TASK GOAL >> Set down exactly the lines in the records below that run from the line with "diffuse_with(structure, content, Rescale::ContentMax)" to the line with "Some(max) if max", inclusive, and nothing more.

MATERIAL PROVIDED below:

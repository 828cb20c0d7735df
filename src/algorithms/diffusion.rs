//! Structural diffusion of a content-similarity matrix
//!
//! Propagates content-derived similarity one structural hop: with `T` the
//! row-normalized transition matrix of the interaction graph and `C` the
//! symmetric content matrix, the smoothed matrix is
//!
//! ```text
//! M = 0.5 * (C·T + Tᵀ·C)
//! ```
//!
//! i.e. each node's content similarity blended with its neighbors' weighted
//! average, averaged over both propagation directions so symmetry is
//! preserved. The result is rescaled linearly so its maximum matches the
//! input's (or exactly 1.0 in the normalized variant), keeping repeated
//! applications in a comparable numeric range.
//!
//! Everything stays sparse: the product is accumulated row-by-row over stored
//! entries only, and no transition matrix is ever materialized outside the
//! graph's own edges.

use crate::algorithms::transitions::TransitionScope;
use crate::error::AffinityError;
use crate::storage::graph::{NodeId, WeightedGraph};
use crate::storage::similarity::SimilarityMatrix;
use std::collections::BTreeMap;

/// Rescale target for the smoothed matrix
enum Rescale {
    /// Match the maximum of the input content matrix
    ContentMax,
    /// Normalize the maximum to exactly 1.0
    Unit,
}

/// Smooth `content` one hop along `structure`, rescaled back to the content
/// matrix's maximum
///
/// The structure graph is borrowed mutably because the transition model lives
/// on its edges while the product is computed; it is restored (no transition
/// attributes, no added edges) before the function returns.
///
/// # Errors
///
/// Returns [`AffinityError::DegenerateInput`] if the structure graph is empty
/// or the content matrix has no non-zero entries, and
/// [`AffinityError::DimensionMismatch`] if their dimensions disagree. All are
/// raised before the graph is touched.
///
/// # Example
///
/// ```
/// use affinity_graph::{diffuse, NodeId, SimilarityMatrix, WeightedGraph};
///
/// let mut ring = WeightedGraph::from_edge_list(&[
///     (NodeId(0), NodeId(1), 1.0),
///     (NodeId(1), NodeId(2), 1.0),
///     (NodeId(2), NodeId(3), 1.0),
///     (NodeId(3), NodeId(0), 1.0),
/// ]).unwrap();
///
/// let mut content = SimilarityMatrix::new(4);
/// content.set_symmetric(NodeId(0), NodeId(1), 0.8).unwrap();
///
/// let smoothed = diffuse(&mut ring, &content).unwrap();
/// assert_eq!(smoothed.max_value(), Some(0.8));
/// ```
pub fn diffuse(
    structure: &mut WeightedGraph,
    content: &SimilarityMatrix,
) -> Result<SimilarityMatrix, AffinityError> {
    diffuse_with(structure, content, Rescale::ContentMax)
}

/// Smooth `content` one hop along `structure`, rescaled to a maximum of 1.0
///
/// Same operator as [`diffuse`]; only the rescale target differs.
///
/// # Errors
///
/// As [`diffuse`].
pub fn diffuse_normalized(
    structure: &mut WeightedGraph,
    content: &SimilarityMatrix,
) -> Result<SimilarityMatrix, AffinityError> {
    diffuse_with(structure, content, Rescale::Unit)
}

fn diffuse_with(
    structure: &mut WeightedGraph,
    content: &SimilarityMatrix,
    rescale: Rescale,
) -> Result<SimilarityMatrix, AffinityError> {
    let n = structure.num_nodes();
    if n == 0 {
        return Err(AffinityError::DegenerateInput(
            "structure graph is empty".into(),
        ));
    }
    if content.dim() != n {
        return Err(AffinityError::DimensionMismatch {
            matrix: content.dim(),
            graph: n,
        });
    }
    let Some(content_max) = content.max_value() else {
        return Err(AffinityError::DegenerateInput(
            "content matrix has no non-zero entries".into(),
        ));
    };

    // One-hop product A = C·T over stored entries only.
    let mut product: Vec<BTreeMap<u32, f64>> = vec![BTreeMap::new(); n];
    {
        let scope = TransitionScope::structural(structure);
        let graph = scope.graph();
        for (i, row) in product.iter_mut().enumerate() {
            for (u, c) in content.row(i) {
                for (j, t) in graph.out_transitions(u) {
                    *row.entry(j).or_insert(0.0) += c * t;
                }
            }
        }
    }
    // Scope dropped: the structure graph is back to weights-only.

    // Symmetrize: M = 0.5·(A + Aᵀ), materialized in both orientations.
    let mut smoothed = SimilarityMatrix::new(n);
    #[allow(clippy::cast_possible_truncation)] // ids fit u32 by construction
    for (i, row) in product.iter().enumerate() {
        let i = NodeId(i as u32);
        for (&j, &a) in row {
            let j = NodeId(j);
            let half = 0.5 * a;
            smoothed.set(i, j, smoothed.get(i, j) + half)?;
            smoothed.set(j, i, smoothed.get(j, i) + half)?;
        }
    }

    match smoothed.max_value() {
        Some(max) if max != 0.0 => {
            let target = match rescale {
                Rescale::ContentMax => content_max,
                Rescale::Unit => 1.0,
            };
            smoothed.scale(target / max);
        }
        // Content orthogonal to structure: nothing to scale.
        _ => {}
    }

    Ok(smoothed)
}

#[cfg(test)]
mod tests {
    use super::*;

    fn ring() -> WeightedGraph {
        WeightedGraph::from_edge_list(&[
            (NodeId(0), NodeId(1), 1.0),
            (NodeId(1), NodeId(2), 1.0),
            (NodeId(2), NodeId(3), 1.0),
            (NodeId(3), NodeId(0), 1.0),
        ])
        .unwrap()
    }

    #[test]
    fn test_single_entry_on_ring() {
        let mut graph = ring();
        let mut content = SimilarityMatrix::new(4);
        content.set_symmetric(NodeId(0), NodeId(1), 0.8).unwrap();

        let smoothed = diffuse(&mut graph, &content).unwrap();

        // The (0,1) signal moves one hop: onto the diagonal and onto the
        // pairs joining each endpoint to the other's second neighbor.
        assert!((smoothed.get(NodeId(0), NodeId(0)) - 0.8).abs() < 1e-12);
        assert!((smoothed.get(NodeId(1), NodeId(1)) - 0.8).abs() < 1e-12);
        assert!((smoothed.get(NodeId(0), NodeId(2)) - 0.4).abs() < 1e-12);
        assert!((smoothed.get(NodeId(1), NodeId(3)) - 0.4).abs() < 1e-12);
        assert_eq!(smoothed.num_entries(), 6);

        // Rescaled back to the content maximum
        assert_eq!(smoothed.max_value(), Some(0.8));
    }

    #[test]
    fn test_output_is_symmetric() {
        let mut graph = ring();
        let mut content = SimilarityMatrix::new(4);
        content.set_symmetric(NodeId(0), NodeId(1), 0.8).unwrap();
        content.set_symmetric(NodeId(1), NodeId(2), 0.3).unwrap();

        let smoothed = diffuse(&mut graph, &content).unwrap();
        for (i, j, v) in smoothed.entries() {
            assert!(
                (smoothed.get(j, i) - v).abs() < 1e-12,
                "asymmetric at ({},{})",
                i.0,
                j.0
            );
        }
    }

    #[test]
    fn test_normalized_variant_peaks_at_one() {
        let mut graph = ring();
        let mut content = SimilarityMatrix::new(4);
        content.set_symmetric(NodeId(0), NodeId(1), 0.8).unwrap();

        let smoothed = diffuse_normalized(&mut graph, &content).unwrap();
        let max = smoothed.max_value().unwrap();
        assert!((max - 1.0).abs() < 1e-12, "max = {max}");
    }

    #[test]
    fn test_structure_graph_restored() {
        let mut graph = ring();
        let before = graph.edges();
        let mut content = SimilarityMatrix::new(4);
        content.set_symmetric(NodeId(0), NodeId(1), 0.8).unwrap();

        let _ = diffuse(&mut graph, &content).unwrap();

        assert_eq!(graph.edges(), before);
        for (u, v, _) in graph.edges() {
            assert_eq!(graph.transition(u, v), None);
            assert_eq!(graph.transition(v, u), None);
        }
    }

    #[test]
    fn test_degenerate_inputs_rejected() {
        let mut empty = WeightedGraph::new();
        let content = SimilarityMatrix::new(0);
        assert!(matches!(
            diffuse(&mut empty, &content).unwrap_err(),
            AffinityError::DegenerateInput(_)
        ));

        let mut graph = ring();
        let all_zero = SimilarityMatrix::new(4);
        assert!(matches!(
            diffuse(&mut graph, &all_zero).unwrap_err(),
            AffinityError::DegenerateInput(_)
        ));

        let wrong_dim = {
            let mut m = SimilarityMatrix::new(3);
            m.set(NodeId(0), NodeId(1), 1.0).unwrap();
            m
        };
        assert_eq!(
            diffuse(&mut graph, &wrong_dim).unwrap_err(),
            AffinityError::DimensionMismatch { matrix: 3, graph: 4 }
        );
    }

    #[test]
    fn test_isolated_content_yields_empty_matrix() {
        // Content similarity on a pair with no structural edges at all:
        // the zero transition rows absorb the signal entirely.
        let mut graph = WeightedGraph::with_nodes(4);
        graph.add_edge(NodeId(2), NodeId(3), 1.0).unwrap();
        let mut content = SimilarityMatrix::new(4);
        content.set_symmetric(NodeId(0), NodeId(1), 0.9).unwrap();

        let smoothed = diffuse(&mut graph, &content).unwrap();
        assert_eq!(smoothed.num_entries(), 0);
        assert_eq!(smoothed.max_value(), None);
    }
}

End of MATERIAL PROVIDED.

RESULT OF THIS TASK >>
    diffuse_with(structure, content, Rescale::ContentMax)
}

/// Smooth `content` one hop along `structure`, rescaled to a maximum of 1.0
///
/// Same operator as [`diffuse`]; only the rescale target differs.
///
/// # Errors
///
/// As [`diffuse`].
pub fn diffuse_normalized(
    structure: &mut WeightedGraph,
    content: &SimilarityMatrix,
) -> Result<SimilarityMatrix, AffinityError> {
    diffuse_with(structure, content, Rescale::Unit)
}

fn diffuse_with(
    structure: &mut WeightedGraph,
    content: &SimilarityMatrix,
    rescale: Rescale,
) -> Result<SimilarityMatrix, AffinityError> {
    let n = structure.num_nodes();
    if n == 0 {
        return Err(AffinityError::DegenerateInput(
            "structure graph is empty".into(),
        ));
    }
    if content.dim() != n {
        return Err(AffinityError::DimensionMismatch {
            matrix: content.dim(),
            graph: n,
        });
    }
    let Some(content_max) = content.max_value() else {
        return Err(AffinityError::DegenerateInput(
            "content matrix has no non-zero entries".into(),
        ));
    };

    // One-hop product A = C·T over stored entries only.
    let mut product: Vec<BTreeMap<u32, f64>> = vec![BTreeMap::new(); n];
    {
        let scope = TransitionScope::structural(structure);
        let graph = scope.graph();
        for (i, row) in product.iter_mut().enumerate() {
            for (u, c) in content.row(i) {
                for (j, t) in graph.out_transitions(u) {
                    *row.entry(j).or_insert(0.0) += c * t;
                }
            }
        }
    }
    // Scope dropped: the structure graph is back to weights-only.

    // Symmetrize: M = 0.5·(A + Aᵀ), materialized in both orientations.
    let mut smoothed = SimilarityMatrix::new(n);
    #[allow(clippy::cast_possible_truncation)] // ids fit u32 by construction
    for (i, row) in product.iter().enumerate() {
        let i = NodeId(i as u32);
        for (&j, &a) in row {
            let j = NodeId(j);
            let half = 0.5 * a;
            smoothed.set(i, j, smoothed.get(i, j) + half)?;
            smoothed.set(j, i, smoothed.get(j, i) + half)?;
        }
    }

    match smoothed.max_value() {
        Some(max) if max != 0.0 => {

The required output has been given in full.